LDL : La pièce est très fortement ancrée dans l’actualité politique de l’époque de création. Votre spectacle est une adaptation : quels sont les éléments qu’il a fallu modifier pour la jouer en France aujourd’hui ?

MP : J’avais plusieurs solutions : soit conserver le contexte d’origine, celui de la fin des Années de plomb, soit l’adapter à notre époque, à l’Italie contemporaine ou à la France contemporaine. Quand j’ai rencontré Dario Fo, il m’a donné carte blanche pour couper et m’a suggéré de changer le personnage d’Agnelli en Berlusconi. Ce n’était pas évident pour moi, tout d’abord parce que je considère Berlusconi plus comme un homme de médias que comme le patron qu’était Agnelli. D’autre part, adapter à l’actualité, perdre du recul, cela coupe la distance nécessaire à l’universalité de la pièce. Rester dans les années 1980 et garder le personnage d’Agnelli permet d’ouvrir l’imaginaire du spectateur. Libre à lui, ensuite, d’imaginer Berlusconi ou Sarkozy à la place d’Agnelli, s’il le souhaite.

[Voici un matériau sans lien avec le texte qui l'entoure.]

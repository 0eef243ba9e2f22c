mod config;
mod job;
mod progress_hub;
mod routes;

use std::fs;
use std::process;
use std::sync::Arc;

use gifscribe_core::audio::infrastructure::transcriber_factory::{
    create_transcriber, TranscriberSettings,
};
use gifscribe_core::caption::domain::caption_style::CaptionStyle;
use gifscribe_core::shared::constants::{WHISPER_MODEL_NAME, WHISPER_MODEL_URL};
use gifscribe_core::shared::model_resolver;
use tokio::sync::Semaphore;

use crate::config::ServerConfig;
use crate::job::{JobSettings, TranscriberFactory};
use crate::progress_hub::ProgressHub;
use crate::routes::{router, AppState};

#[tokio::main]
async fn main() {
    env_logger::Builder::from_env(env_logger::Env::default().default_filter_or("info")).init();

    if let Err(e) = run().await {
        log::error!("{e}");
        eprintln!("Error: {e}");
        process::exit(1);
    }
}

async fn run() -> Result<(), Box<dyn std::error::Error>> {
    let config = ServerConfig::from_env()?;
    fs::create_dir_all(&config.upload_dir)?;
    fs::create_dir_all(&config.output_dir)?;

    let settings = resolve_model(config.transcriber.clone()).await?;
    log::info!("Transcriber: {}", settings.kind());
    let transcriber: TranscriberFactory =
        Arc::new(move || create_transcriber(settings.clone(), None));

    let state = AppState {
        upload_dir: config.upload_dir.clone(),
        settings: Arc::new(JobSettings {
            output_dir: config.output_dir.clone(),
            fragment_seconds: config.fragment_seconds,
            gif_fps: config.gif_fps,
            failure_policy: config.failure_policy,
            style: CaptionStyle::default(),
        }),
        jobs: Arc::new(Semaphore::new(config.max_concurrent_jobs)),
        hub: ProgressHub::default(),
        transcriber,
    };

    let listener = tokio::net::TcpListener::bind(config.bind_address()).await?;
    log::info!(
        "Listening at {} (fragments of {}s, {} concurrent job(s))",
        config.bind_address(),
        config.fragment_seconds,
        config.max_concurrent_jobs
    );
    axum::serve(listener, router(state)).await?;
    Ok(())
}

/// Pins the whisper model path once at startup so jobs never download.
async fn resolve_model(
    settings: TranscriberSettings,
) -> Result<TranscriberSettings, Box<dyn std::error::Error>> {
    match settings {
        TranscriberSettings::Whisper {
            model_path: None,
            language,
        } => {
            let path = tokio::task::spawn_blocking(|| {
                model_resolver::resolve(WHISPER_MODEL_NAME, WHISPER_MODEL_URL, None, None)
            })
            .await??;
            log::info!("Using whisper model {}", path.display());
            Ok(TranscriberSettings::Whisper {
                model_path: Some(path),
                language,
            })
        }
        other => Ok(other),
    }
}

En restant dans les années 80, il a tout de même fallu faire un travail d’adaptation, couper le texte et enlever les noms trop référencés. Les seules références que nous avons gardées, ce sont les Brigades rouges, Agnelli et Aldo Moro, qui rendent nécessaire de faire un point sur l’Italie de ces années-là. Nous l’avons fait dans le programme qui sera distribué à l’entrée aux spectateurs.

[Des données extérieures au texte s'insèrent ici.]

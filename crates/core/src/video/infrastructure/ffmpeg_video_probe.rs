use std::path::Path;

use crate::shared::video_metadata::VideoMetadata;
use crate::video::domain::decode_error::DecodeError;
use crate::video::domain::video_probe::VideoProbe;

use super::ffmpeg_support::{open_input, MICROS_PER_SECOND};

/// Reads container metadata via ffmpeg-next without decoding any frames.
pub struct FfmpegVideoProbe;

impl VideoProbe for FfmpegVideoProbe {
    fn probe(&self, path: &Path) -> Result<VideoMetadata, DecodeError> {
        let ictx = open_input(path)?;

        let stream = ictx
            .streams()
            .best(ffmpeg_next::media::Type::Video)
            .ok_or_else(|| DecodeError::NoVideoStream(path.to_path_buf()))?;

        let codec_ctx = ffmpeg_next::codec::context::Context::from_parameters(stream.parameters())
            .map_err(DecodeError::stream)?;
        let decoder = codec_ctx.decoder().video().map_err(DecodeError::stream)?;

        let rate = stream.rate();
        let fps = if rate.denominator() != 0 {
            rate.numerator() as f64 / rate.denominator() as f64
        } else {
            0.0
        };

        let duration_secs = if ictx.duration() > 0 {
            ictx.duration() as f64 / MICROS_PER_SECOND
        } else {
            let tb = stream.time_base();
            if stream.duration() > 0 && tb.denominator() != 0 {
                stream.duration() as f64 * tb.numerator() as f64 / tb.denominator() as f64
            } else {
                0.0
            }
        };

        let has_audio = ictx
            .streams()
            .best(ffmpeg_next::media::Type::Audio)
            .is_some();

        Ok(VideoMetadata {
            width: decoder.width(),
            height: decoder.height(),
            fps,
            duration_secs,
            codec: decoder
                .codec()
                .map(|c| c.name().to_string())
                .unwrap_or_default(),
            has_audio,
            source_path: Some(path.to_path_buf()),
        })
    }
}

#[cfg(test)]
mod tests {
    use super::*;
    use crate::video::infrastructure::test_media::{create_test_video, TestVideo};
    use approx::assert_abs_diff_eq;
    use std::fs;

    #[test]
    fn test_probe_reports_size_duration_and_audio() {
        let dir = tempfile::tempdir().unwrap();
        let path = dir.path().join("talk.mp4");
        create_test_video(&path, &TestVideo::new(3.0).with_audio());

        let meta = FfmpegVideoProbe.probe(&path).unwrap();
        assert_eq!(meta.width, 160);
        assert_eq!(meta.height, 120);
        assert!(meta.fps > 0.0);
        assert_abs_diff_eq!(meta.duration_secs, 3.0, epsilon = 0.15);
        assert!(meta.has_audio);
        assert_eq!(meta.source_path, Some(path));
    }

    #[test]
    fn test_probe_silent_video_has_no_audio() {
        let dir = tempfile::tempdir().unwrap();
        let path = dir.path().join("silent.mp4");
        create_test_video(&path, &TestVideo::new(1.0));

        let meta = FfmpegVideoProbe.probe(&path).unwrap();
        assert!(!meta.has_audio);
    }

    #[test]
    fn test_probe_nonexistent_file_fails() {
        let result = FfmpegVideoProbe.probe(Path::new("/nonexistent/test.mp4"));
        assert!(matches!(result, Err(DecodeError::Open { .. })));
    }

    #[test]
    fn test_probe_garbage_file_fails() {
        let dir = tempfile::tempdir().unwrap();
        let path = dir.path().join("corrupt.mp4");
        fs::write(&path, b"this is not a video container at all").unwrap();
        assert!(FfmpegVideoProbe.probe(&path).is_err());
    }
}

LDL : Vous considérez donc que votre spectacle a besoin d’un accompagnement explicatif pour pouvoir être apprécié ?

MP : Je pense qu’il est nécessaire d’accompagner le spectateur à l’aide de documents. Par exemple, dans l’avant-programme, il y aura une lettre d’Aldo Moro, un extrait d’une interview de Dario Fo et de l’article des Lucioles de Pasolini. C’est au spectateur ensuite de faire son chemin là-dedans, sans que ce soit explicatif.

LDL : Vous avez dû faire beaucoup de recherches préparatoires. Comment avez-vous préparé votre travail en amont ?

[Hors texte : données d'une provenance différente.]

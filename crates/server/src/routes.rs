use std::io;
use std::path::PathBuf;
use std::sync::atomic::AtomicBool;
use std::sync::Arc;

use axum::{
    body::{Body, Bytes},
    extract::{DefaultBodyLimit, Multipart, Path, State},
    http::{header, StatusCode},
    response::{
        sse::{Event, KeepAlive, Sse},
        Html, IntoResponse, Json,
    },
    routing::{get, post},
    BoxError, Router,
};
use futures::{Stream, TryStreamExt};
use gifscribe_core::pipeline::artifact::ProcessReport;
use gifscribe_core::pipeline::pipeline_error::PipelineError;
use serde::Serialize;
use tempfile::TempPath;
use tokio::sync::broadcast::error::RecvError;
use tokio::sync::Semaphore;
use tokio::{fs::File, io::BufWriter};
use tokio_util::io::{ReaderStream, StreamReader};
use uuid::Uuid;

use crate::job::{run_job, CancelOnDrop, Job, JobError, JobSettings, TranscriberFactory};
use crate::progress_hub::ProgressHub;

const INDEX_HTML: &str = include_str!("index.html");

type ErrorResponse = (StatusCode, String);

#[derive(Clone)]
pub struct AppState {
    pub upload_dir: PathBuf,
    pub settings: Arc<JobSettings>,
    pub jobs: Arc<Semaphore>,
    pub hub: ProgressHub,
    pub transcriber: TranscriberFactory,
}

pub fn router(state: AppState) -> Router {
    Router::new()
        .route("/", get(index))
        .route("/upload", post(upload))
        .route("/output/:filename", get(output))
        .route("/progress/:job_id", get(progress))
        .layer(DefaultBodyLimit::disable())
        .with_state(state)
}

#[derive(Debug, Serialize)]
struct UploadResponse {
    gifs: Vec<String>,
    #[serde(skip_serializing_if = "Vec::is_empty")]
    failures: Vec<FailedWindow>,
}

#[derive(Debug, Serialize)]
struct FailedWindow {
    index: usize,
    start: u64,
    end: u64,
    error: String,
}

impl From<&ProcessReport> for UploadResponse {
    fn from(report: &ProcessReport) -> Self {
        let gifs = report
            .artifacts
            .iter()
            .filter_map(|a| a.path.file_name())
            .map(|name| format!("/output/{}", name.to_string_lossy()))
            .collect();
        let failures = report
            .failures
            .iter()
            .map(|f| FailedWindow {
                index: f.window.index,
                start: f.window.start,
                end: f.window.end,
                error: f.error.to_string(),
            })
            .collect();
        Self { gifs, failures }
    }
}

async fn index() -> Html<&'static str> {
    Html(INDEX_HTML)
}

// Accepts a `video` file field and an optional `job_id`, then runs the
// pipeline and answers with the produced GIF URLs. The client's `job_id`
// only routes progress; GIF names get a fresh server-side id so a reused
// `job_id` never overwrites another upload's files.
async fn upload(
    State(state): State<AppState>,
    mut multipart: Multipart,
) -> Result<Json<UploadResponse>, ErrorResponse> {
    let mut job_id: Option<String> = None;
    let mut video: Option<TempPath> = None;

    while let Some(field) = multipart.next_field().await.map_err(bad_request)? {
        let name = field.name().unwrap_or_default().to_string();
        match name.as_str() {
            "job_id" => {
                let text = field.text().await.map_err(bad_request)?;
                job_id = Some(parse_job_id(&text)?);
            }
            "video" => {
                let file_name = field.file_name().unwrap_or_default().to_string();
                if file_name.is_empty() {
                    return Err((StatusCode::BAD_REQUEST, "No selected file".to_string()));
                }
                let path = spool_path(&state.upload_dir, &file_name)?;
                log::info!("Saving upload {file_name} to {}", path.display());
                stream_to_file(&path, field).await?;
                video = Some(path);
            }
            _ => continue,
        }
    }

    let video = video.ok_or_else(|| (StatusCode::BAD_REQUEST, "No file part".to_string()))?;
    let job_id = job_id.unwrap_or_else(|| Uuid::new_v4().to_string());

    let permit = state.jobs.clone().acquire_owned().await.map_err(internal)?;
    let cancelled = Arc::new(AtomicBool::new(false));
    let mut guard = CancelOnDrop::new(cancelled.clone());
    let job = Job {
        id: job_id,
        artifact_stem: Uuid::new_v4().to_string(),
        video: video.to_path_buf(),
        cancelled,
    };
    let settings = state.settings.clone();
    let make_transcriber = state.transcriber.clone();
    let hub = state.hub.clone();

    let result = tokio::task::spawn_blocking(move || {
        // Both live until the job ends, even if the client is gone.
        let _permit = permit;
        let _video = video;
        run_job(job, &settings, &make_transcriber, hub)
    })
    .await
    .map_err(internal)?;
    guard.disarm();

    let report = result.map_err(job_error)?;
    Ok(Json(UploadResponse::from(&report)))
}

async fn output(
    State(state): State<AppState>,
    Path(filename): Path<String>,
) -> Result<impl IntoResponse, ErrorResponse> {
    if !is_plain_file_name(&filename) {
        return Err((StatusCode::BAD_REQUEST, "Invalid file name".to_string()));
    }

    let path = state.settings.output_dir.join(&filename);
    let file = File::open(&path).await.map_err(|err| match err.kind() {
        io::ErrorKind::NotFound => (StatusCode::NOT_FOUND, "Not found".to_string()),
        _ => internal(err),
    })?;

    let body = Body::from_stream(ReaderStream::new(file));
    Ok(([(header::CONTENT_TYPE, "image/gif")], body))
}

async fn progress(
    State(state): State<AppState>,
    Path(job_id): Path<String>,
) -> Sse<impl Stream<Item = Result<Event, axum::Error>>> {
    let rx = state.hub.subscribe();
    // Ends after the job's `JobEnd` event.
    let events = futures::stream::unfold((rx, job_id, false), |(mut rx, job_id, done)| async move {
        if done {
            return None;
        }
        loop {
            match rx.recv().await {
                Ok(progress) if progress.job_id == job_id => {
                    let end = progress.is_end();
                    let event = Event::default().json_data(&progress.event);
                    return Some((event, (rx, job_id, end)));
                }
                Ok(_) => continue,
                Err(RecvError::Lagged(skipped)) => {
                    log::warn!("Progress stream for {job_id} skipped {skipped} events");
                }
                Err(RecvError::Closed) => return None,
            }
        }
    });
    Sse::new(events).keep_alive(KeepAlive::default())
}

// Save a `Stream` to a file
async fn stream_to_file<S, E>(path: &std::path::Path, stream: S) -> Result<(), ErrorResponse>
where
    S: Stream<Item = Result<Bytes, E>>,
    E: Into<BoxError>,
{
    async {
        let body_with_io_error = stream.map_err(|err| io::Error::new(io::ErrorKind::Other, err));
        let body_reader = StreamReader::new(body_with_io_error);
        futures::pin_mut!(body_reader);

        let mut file = BufWriter::new(File::create(path).await?);
        tokio::io::copy(&mut body_reader, &mut file).await?;
        tokio::io::AsyncWriteExt::flush(&mut file).await?;

        Ok::<_, io::Error>(())
    }
    .await
    .map_err(internal)
}

/// A scoped temporary in `dir` that keeps the upload's extension.
fn spool_path(dir: &std::path::Path, file_name: &str) -> Result<TempPath, ErrorResponse> {
    let extension = std::path::Path::new(file_name)
        .extension()
        .and_then(|e| e.to_str())
        .filter(|e| e.len() <= 8 && e.chars().all(|c| c.is_ascii_alphanumeric()))
        .map(|e| format!(".{e}"))
        .unwrap_or_default();

    tempfile::Builder::new()
        .prefix("upload-")
        .suffix(&extension)
        .tempfile_in(dir)
        .map(|file| file.into_temp_path())
        .map_err(internal)
}

fn parse_job_id(text: &str) -> Result<String, ErrorResponse> {
    Uuid::parse_str(text.trim())
        .map(|id| id.to_string())
        .map_err(|_| (StatusCode::BAD_REQUEST, "Invalid job id".to_string()))
}

fn is_plain_file_name(name: &str) -> bool {
    !name.is_empty()
        && !name.contains('/')
        && !name.contains('\\')
        && !name.contains("..")
}

fn job_error(err: JobError) -> ErrorResponse {
    log::error!("Job failed: {err}");
    let status = match &err {
        JobError::Pipeline(PipelineError::Decode(_)) => StatusCode::UNPROCESSABLE_ENTITY,
        _ => StatusCode::INTERNAL_SERVER_ERROR,
    };
    (status, err.to_string())
}

fn bad_request<E: std::fmt::Display>(err: E) -> ErrorResponse {
    (StatusCode::BAD_REQUEST, err.to_string())
}

fn internal<E: std::fmt::Display>(err: E) -> ErrorResponse {
    (StatusCode::INTERNAL_SERVER_ERROR, err.to_string())
}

MP : Ça fait deux ans que je travaille sur ce spectacle. J’ai commencé par lire tout ce que je pouvais de Dario Fo, par beaucoup me documenter sur l’Italie de ces années-là. Je me suis mis à apprendre l’italien pour ça. Mon idée était aussi de rencontrer Dario Fo et de lui parler de l’opportunité de monter ce texte-là aujourd’hui. Est-ce qu’on peut encore parler d’Agnelli aujourd’hui ? Est-ce qu’on peut encore parler de la figure du patron aujourd’hui ? En parlant de terrorisme aujourd’hui, ne peut-il pas y avoir un hiatus entre le terrorisme des fondamentalistes et le terrorisme idéologique des Brigades rouges ?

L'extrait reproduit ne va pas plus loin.